1. People are not addicted to violence, they are addicted to strong emotions - and horror and violence are the easiest way to achieve strong emotions within visual media, so they are the most common.
2. Most games which depict criminal behaviour as entertaining and cool have been criticised, it is only the war violence that gets almost no criticism.
3. Rape is different because it is more common, and so often excused away. It's a crime that is already too common and glamorous to be encouraged or made sexy in any way

We have a rape culture, where it is often excused, underreported, underpunished and often blamed on the victim. This does not happen with other kinds of crime and violence.

You probably interact on a daily basis with women to which it has happened, and who might never have reported it, or have. Either way, they know to hide it because, after all, society has decreed that rape is not the fault of the rapist but of the victim.

In that context making a game out of it *is* a problem.

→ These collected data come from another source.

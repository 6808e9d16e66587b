use actix_web::{http::StatusCode, web, App, HttpRequest, HttpResponse, HttpServer};
use court_scheduler_infra::{Config, CourtContext, HttpCourtScheduleService, StaticTimeSys};
use court_scheduler_sdk::CourtSchedulerSDK;
use std::net::TcpListener;
use std::sync::{Arc, Mutex};
use tokio::sync::Barrier;

pub const API_TOKEN: &str = "secret-token";

// 2026-10-18T12:30:00+02:00
pub const NOW_MILLIS: i64 = 1792319400000;

#[derive(Debug, Clone)]
pub struct RecordedRequest {
    pub path: String,
    pub authorization: Option<String>,
    pub body: serde_json::Value,
}

/// How the fake court booking API answers
pub struct BackendBehaviour {
    pub availability_status: StatusCode,
    pub unavailability_status: StatusCode,
    /// Holds every request until this many requests are in flight
    pub barrier: Option<Arc<Barrier>>,
}

impl Default for BackendBehaviour {
    fn default() -> Self {
        Self {
            availability_status: StatusCode::CREATED,
            unavailability_status: StatusCode::CREATED,
            barrier: None,
        }
    }
}

struct BackendState {
    behaviour: BackendBehaviour,
    requests: Arc<Mutex<Vec<RecordedRequest>>>,
}

impl BackendState {
    async fn handle(
        &self,
        req: &HttpRequest,
        body: serde_json::Value,
        status: StatusCode,
    ) -> HttpResponse {
        self.requests.lock().unwrap().push(RecordedRequest {
            path: req.path().to_string(),
            authorization: req
                .headers()
                .get("authorization")
                .and_then(|h| h.to_str().ok())
                .map(String::from),
            body,
        });
        if let Some(barrier) = &self.behaviour.barrier {
            barrier.wait().await;
        }
        HttpResponse::build(status).json(serde_json::json!({}))
    }
}

async fn create_availability(
    req: HttpRequest,
    body: web::Json<serde_json::Value>,
    state: web::Data<BackendState>,
) -> HttpResponse {
    let status = state.behaviour.availability_status;
    state.handle(&req, body.into_inner(), status).await
}

async fn create_unavailability(
    req: HttpRequest,
    body: web::Json<serde_json::Value>,
    state: web::Data<BackendState>,
) -> HttpResponse {
    let status = state.behaviour.unavailability_status;
    state.handle(&req, body.into_inner(), status).await
}

pub struct TestApp {
    pub ctx: CourtContext,
    pub requests: Arc<Mutex<Vec<RecordedRequest>>>,
}

impl TestApp {
    pub fn requests(&self) -> Vec<RecordedRequest> {
        self.requests.lock().unwrap().clone()
    }
}

pub fn test_context(address: String) -> CourtContext {
    let config = Config {
        api_address: address,
        api_token: Some(API_TOKEN.into()),
        timezone: chrono_tz::Europe::Oslo,
    };
    let sdk = CourtSchedulerSDK::new(config.api_address.clone(), config.api_token.clone());

    CourtContext::new(
        Arc::new(HttpCourtScheduleService::new(sdk)),
        config,
        Arc::new(StaticTimeSys {
            timestamp_millis: NOW_MILLIS,
        }),
    )
}

// Launch a fake court booking API as a background task
pub async fn spawn_app(behaviour: BackendBehaviour) -> TestApp {
    let requests = Arc::new(Mutex::new(Vec::new()));
    let state = web::Data::new(BackendState {
        behaviour,
        requests: requests.clone(),
    });

    let listener = TcpListener::bind("127.0.0.1:0").expect("Failed to bind random port");
    let port = listener.local_addr().unwrap().port();
    let server = HttpServer::new(move || {
        App::new()
            .app_data(state.clone())
            .service(
                web::scope("/api/v1")
                    .route("/court-availabilities", web::post().to(create_availability))
                    .route(
                        "/court-unavailabilities",
                        web::post().to(create_unavailability),
                    ),
            )
    })
    .listen(listener)
    .expect("Failed to listen on port")
    .workers(1)
    .run();
    let _ = actix_web::rt::spawn(server);

    TestApp {
        ctx: test_context(format!("http://127.0.0.1:{}/api/v1", port)),
        requests,
    }
}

It contributes to the rape culture around.

And I am totally clear that a game is not likely to make someone buy a gun and blow someone up, it would take a lot more than that, but with rape, there's a lot less inhibition to overcome

We live in a legal system where there is a lot excusing rape (in part simply because it is controlled by men, and all men can imagine being accused of rape), a culture a implying men are entitled to sex, a lot even making rape a cool/powerful thing for a man to do in arts of culture, that I think the barrier to overcome to go from thought to action is much lower - and I am not so sure that in these cases the game cannot give that little bit of unihibition that will make a guy go from "hmm, she's a bit too drunk let's play it safe" to "hey, she's a bit drunk, get her another drink, lucky score!!!" - especially in a group

Honestly if I think about myself I would not want to be alone anywhere with someone who gets their kicks off from a game like this - and even if you are a man, think about your daughter, sister, friends - would you be comfortable letting them get a lift home one evening from someone you know likes playing this? or who has spent 6 months creating that game?

and also
Quote
The point is “oh my god, this game is going to make rapists think that people are on their side.”  Which, of course, too many people actually are already, through their rape apologist jokes and excuses.  The premise of the game reinforces the idea of rape as okay and not a big deal.  It reinforces the idea that women exist for the sexual pleasure and abuse of men.  And the preview of the game Boing Boing, which does not include any actual rapes but only attempted rapes, also ends up reinforcing the dangerous and stereotypical idea of your “real” rape victim who always cries, calls out in distress and overall completely breaks down at actual violence or threats of it.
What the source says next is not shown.